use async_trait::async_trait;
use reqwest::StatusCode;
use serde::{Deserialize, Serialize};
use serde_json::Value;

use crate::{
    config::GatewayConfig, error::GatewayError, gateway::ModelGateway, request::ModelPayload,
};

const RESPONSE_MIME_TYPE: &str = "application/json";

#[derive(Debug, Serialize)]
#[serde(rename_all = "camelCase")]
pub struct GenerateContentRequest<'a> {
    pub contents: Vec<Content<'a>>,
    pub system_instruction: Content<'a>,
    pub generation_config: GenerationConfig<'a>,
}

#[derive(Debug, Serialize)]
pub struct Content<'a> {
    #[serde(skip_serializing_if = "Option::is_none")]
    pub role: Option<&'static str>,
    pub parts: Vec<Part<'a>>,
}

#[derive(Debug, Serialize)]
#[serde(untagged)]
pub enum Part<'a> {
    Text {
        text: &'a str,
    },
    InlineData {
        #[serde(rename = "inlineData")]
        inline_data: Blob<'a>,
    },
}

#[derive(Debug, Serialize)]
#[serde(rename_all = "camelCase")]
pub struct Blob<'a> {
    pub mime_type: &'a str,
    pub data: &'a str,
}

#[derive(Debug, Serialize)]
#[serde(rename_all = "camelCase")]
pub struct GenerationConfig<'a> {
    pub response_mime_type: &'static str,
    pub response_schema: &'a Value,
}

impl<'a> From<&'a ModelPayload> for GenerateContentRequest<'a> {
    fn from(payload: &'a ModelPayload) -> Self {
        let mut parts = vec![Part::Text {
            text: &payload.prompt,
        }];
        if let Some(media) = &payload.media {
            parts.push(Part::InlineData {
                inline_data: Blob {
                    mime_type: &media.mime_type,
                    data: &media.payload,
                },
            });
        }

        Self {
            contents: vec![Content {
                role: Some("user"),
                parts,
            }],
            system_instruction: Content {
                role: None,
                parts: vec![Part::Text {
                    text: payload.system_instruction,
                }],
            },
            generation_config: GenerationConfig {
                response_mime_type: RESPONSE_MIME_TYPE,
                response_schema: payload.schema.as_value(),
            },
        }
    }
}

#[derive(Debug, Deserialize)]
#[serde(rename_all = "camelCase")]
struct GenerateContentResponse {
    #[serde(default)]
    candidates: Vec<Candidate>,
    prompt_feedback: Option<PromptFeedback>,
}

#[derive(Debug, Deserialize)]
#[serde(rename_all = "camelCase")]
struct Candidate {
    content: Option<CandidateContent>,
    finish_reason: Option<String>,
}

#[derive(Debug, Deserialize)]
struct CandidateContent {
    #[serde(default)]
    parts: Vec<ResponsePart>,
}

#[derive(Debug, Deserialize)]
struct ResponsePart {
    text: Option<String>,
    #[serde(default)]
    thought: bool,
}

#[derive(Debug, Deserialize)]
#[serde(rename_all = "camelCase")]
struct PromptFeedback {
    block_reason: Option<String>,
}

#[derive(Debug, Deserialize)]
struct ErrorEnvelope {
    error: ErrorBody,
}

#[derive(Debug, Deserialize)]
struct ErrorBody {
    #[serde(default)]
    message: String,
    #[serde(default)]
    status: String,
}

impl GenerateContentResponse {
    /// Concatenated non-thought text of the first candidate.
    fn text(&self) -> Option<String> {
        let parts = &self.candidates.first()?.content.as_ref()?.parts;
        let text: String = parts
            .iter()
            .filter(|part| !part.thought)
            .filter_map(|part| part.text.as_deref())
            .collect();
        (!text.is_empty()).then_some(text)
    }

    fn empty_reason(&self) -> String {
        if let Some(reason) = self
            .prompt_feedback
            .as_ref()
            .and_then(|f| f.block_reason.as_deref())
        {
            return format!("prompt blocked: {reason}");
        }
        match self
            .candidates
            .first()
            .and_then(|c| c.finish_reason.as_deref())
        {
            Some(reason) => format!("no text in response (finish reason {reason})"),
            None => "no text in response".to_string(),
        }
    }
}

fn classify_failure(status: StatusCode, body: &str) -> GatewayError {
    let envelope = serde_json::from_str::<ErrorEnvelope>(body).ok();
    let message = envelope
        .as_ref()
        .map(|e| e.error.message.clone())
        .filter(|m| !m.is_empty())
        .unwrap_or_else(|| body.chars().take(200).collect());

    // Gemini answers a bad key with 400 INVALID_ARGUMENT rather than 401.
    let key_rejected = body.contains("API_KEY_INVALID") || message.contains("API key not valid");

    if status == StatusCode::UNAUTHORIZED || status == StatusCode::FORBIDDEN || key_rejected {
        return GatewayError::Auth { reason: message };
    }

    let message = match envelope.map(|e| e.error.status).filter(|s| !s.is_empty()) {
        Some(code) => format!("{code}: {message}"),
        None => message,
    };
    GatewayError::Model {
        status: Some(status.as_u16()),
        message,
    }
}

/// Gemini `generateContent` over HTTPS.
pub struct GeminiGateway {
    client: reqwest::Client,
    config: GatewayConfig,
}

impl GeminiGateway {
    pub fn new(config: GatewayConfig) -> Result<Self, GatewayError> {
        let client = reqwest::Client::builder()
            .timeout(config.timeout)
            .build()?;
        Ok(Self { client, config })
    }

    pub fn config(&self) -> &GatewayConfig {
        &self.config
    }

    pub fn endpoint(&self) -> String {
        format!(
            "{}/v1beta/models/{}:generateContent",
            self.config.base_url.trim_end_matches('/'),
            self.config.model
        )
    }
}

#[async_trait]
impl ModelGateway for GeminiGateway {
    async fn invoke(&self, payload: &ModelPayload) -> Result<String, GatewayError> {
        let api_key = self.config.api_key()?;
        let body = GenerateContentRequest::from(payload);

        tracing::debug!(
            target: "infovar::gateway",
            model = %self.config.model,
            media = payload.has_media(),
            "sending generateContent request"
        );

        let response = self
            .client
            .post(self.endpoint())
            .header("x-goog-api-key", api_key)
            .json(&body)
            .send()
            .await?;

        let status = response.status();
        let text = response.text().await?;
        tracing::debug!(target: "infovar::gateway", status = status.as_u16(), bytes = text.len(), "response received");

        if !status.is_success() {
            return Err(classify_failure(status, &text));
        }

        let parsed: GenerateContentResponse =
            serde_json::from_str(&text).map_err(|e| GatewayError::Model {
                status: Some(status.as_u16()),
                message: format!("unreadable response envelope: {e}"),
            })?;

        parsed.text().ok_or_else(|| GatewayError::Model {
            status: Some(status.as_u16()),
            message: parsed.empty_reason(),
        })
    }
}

========================

What to do —
Return every line of the listing above that contains "endpoint".

The answer —
    pub fn endpoint(&self) -> String {
            .post(self.endpoint())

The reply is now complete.